I don't know, feels like the world has settled for a while and that we're not doing anything cool anymore, especially as the internet falls into the corporate soulless garbage it's becoming.
Maybe the Artemis program will instill that sense of progress back into us.
I guess it depends on where the line is drawn. I think you're right though. The "ubiquity of smartphones" (as I call it) happened around 2015 or so. It's hard to pin down when it happened since it is intentionally a fuzzy definition. At some point smart phones became cheap enough that even kids were getting them. I didn't get my first on until 2010 or 2011 when I was in college. Even then a lot of folks still had "dumb" phones.
What's wild is hearing what people use smart phones for. My wife does fan fiction. Some pretty prolific writers in their mid twenties (so the oldest of gen Z I guess you'd say) have said they exclusively write their fics on their smart phones. That's insane to me.
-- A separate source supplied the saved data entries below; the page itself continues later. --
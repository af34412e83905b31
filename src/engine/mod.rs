//! The trial engine: control cycle and experiment progression.
//!
//! A single-threaded cooperative loop: wait for a subject, run training
//! or testing, judge responses, escalate failures, and idle out a subject
//! that has exhausted its tests or the daily reward budget. All record
//! mutation happens here, on the loop; the only concurrent context is the
//! button edge callback behind [`InputArbiter`].
//!
//! Timeouts keep polling for departure each tick. Departure during a
//! timeout is logged once and suspends further listening, but never
//! shortens the remaining countdown.

mod progress;

use std::path::PathBuf;
use std::sync::atomic::{AtomicBool, Ordering};
use std::sync::Arc;
use std::thread;
use std::time::{Duration, Instant};

use chrono::{DateTime, Datelike, Local};
use tracing::{debug, info, warn};

use crate::config::{Answer, Config, TestDefinition};
use crate::error::Result;
use crate::hardware::{
    Cue, CueSink, FeedError, FeederController, FeederTiming, HardwareSet, Indicators, InputArbiter,
};
use crate::results::{Event, EventRecord, ResultsLog};
use crate::rfid::{IdentityResolver, Presence, ResolverConfig, TagSource};
use crate::select::AnswerSelector;
use crate::subject::{schema, RecordStore};
use crate::Side;

/// What ended a wait on the subject.
enum Response {
    /// A button was pushed
    Push(Side),
    /// The subject departed
    Departed,
    /// Shutdown was requested
    Interrupted,
}

/// Orchestrates the control cycle over all collaborators.
pub struct TrialEngine {
    config: Config,
    tests: Vec<TestDefinition>,
    records: RecordStore,
    records_path: PathBuf,
    results: ResultsLog,
    resolver: IdentityResolver,
    arbiter: Arc<InputArbiter>,
    feeder: FeederController,
    indicators: Indicators,
    cues: Box<dyn CueSink>,
    source: Box<dyn TagSource>,
    selector: AnswerSelector,
    shutdown: Arc<AtomicBool>,
    /// Tag id of the subject being served
    active: Option<String>,
    /// An entry reward may still be granted for the current contact
    entry_pending: bool,
    /// The subject left during a timeout; wrap up at the next cycle
    pending_departure: bool,
    last_timed_feed: Option<Instant>,
}
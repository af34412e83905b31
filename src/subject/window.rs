//! Fixed-length ring of recent trial outcomes.

use serde::{Deserialize, Serialize};

/// Record of the most recent trials' pass/fail outcomes.
///
/// The window length always equals the configured block length; slots are
/// addressed by raw trial count, wrapped internally. In consecutive-block
/// mode the window sum is the rolling success criterion.
#[derive(Debug, Clone, Default, PartialEq, Eq, Serialize, Deserialize)]
#[serde(transparent)]
pub struct SlidingWindow {
    slots: Vec<u8>,
}

impl SlidingWindow {
    /// A zeroed window of `len` slots.
    #[must_use]
    pub fn new(len: usize) -> Self {
        Self { slots: vec![0; len] }
    }

    /// Number of slots.
    #[must_use]
    pub fn len(&self) -> usize {
        self.slots.len()
    }

    /// Whether the window has no slots.
    #[must_use]
    pub fn is_empty(&self) -> bool {
        self.slots.is_empty()
    }

    /// Record the outcome of the trial with the given raw count.
    ///
    /// No-op on an empty window (a record not yet sized for a session).
    pub fn mark(&mut self, trial_count: usize, success: bool) {
        let len = self.slots.len();
        if len > 0 {
            self.slots[trial_count % len] = u8::from(success);
        }
    }

    /// Successful trials currently in the window.
    #[must_use]
    pub fn sum(&self) -> u32 {
        self.slots.iter().map(|&s| u32::from(s)).sum()
    }

    /// Zero every slot, resizing to `len` if the block length changed.
    pub fn reset(&mut self, len: usize) {
        self.slots.clear();
        self.slots.resize(len, 0);
    }
}

#[cfg(test)]
mod tests {
    use super::*;

    #[test]
    fn test_mark_wraps_by_trial_count() {
        let mut w = SlidingWindow::new(4);
        w.mark(0, true);
        w.mark(5, true); // slot 1
        w.mark(4, false); // overwrites slot 0
        assert_eq!(w.sum(), 1);
        assert_eq!(w.len(), 4);
    }

    #[test]
    fn test_reset_resizes() {
        let mut w = SlidingWindow::new(4);
        w.mark(0, true);
        w.reset(6);
        assert_eq!(w.len(), 6);
        assert_eq!(w.sum(), 0);
    }

    #[test]
    fn test_mark_on_empty_window_is_noop() {
        let mut w = SlidingWindow::default();
        w.mark(3, true);
        assert_eq!(w.sum(), 0);
    }
}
After the wright bros built that shitty airplane, we spent the next 60 years or so improving and making them safer, cheaper, etc. That's what's happening now with the internet and smartphones and things like that.
It's so early. In 2026, Ecommerce is expected to account for 1/5th of all sales. In 3 years, brick and mortar business will still have 75% share of sales versus online. We have a long way to go -- I think it's confusing because you're always living on the 'cusp' of tech and our lives are so slow and short compared to reading about the last 150 years or whatever
Yea, ezplains all hte grqmmar qnd spelling errors
Let's compare NASA engineer's salary to a engineer at Raytheon or Boeing's.
A lot of people that could have been rocket scientists went to work for wall street.
To be fair, we can still invent the hoverboard by 2015.
We just need to invent a time machine to go along with it.
This will be real in 2015 (😱)
I'm over here riding my self balancing electric unicycle going 30mph 15 miles from my house thinking to myself that the future already kinda rules
Didn't hacksmith on YouTube actually make one?
Relevant song:
Dear Science - Seth Sentry
https://youtu.be/eOH15_pqWZ4
I was gonna link this.. one of Seth's many bangers
Heck yeah!
OneWheel may be the closest we're gonna get in our lifetimes. And you gotdamn right I bought one @ 30 yrs old.
When they manage to build a working hover board, the real challenge will be that it must not work on water. 😉
Omg is a fucking joke, why are people taking these so seriously?? 😂
Just because it's a meme doesn't mean we can't discuss it more seriously in the comments.
This has always been functionally impossible at the current understanding of science, even with superconductors. There's nothing to "push off of", unless you can invent literal anti-gravity technology, which afaik, is impossible.
Sure, the Earth has a magnetic field, but it can barely move a compass needle. It can't even lift a single gram of weight, much less some dude and a board.
You need a rocket in the bottom to be able to fly around freely. Or you'd be limited to keeping it inside a special area made just for it, using electromagnets.
Just replace all roads, sidewalks, and building interior floors with magnets. Easy.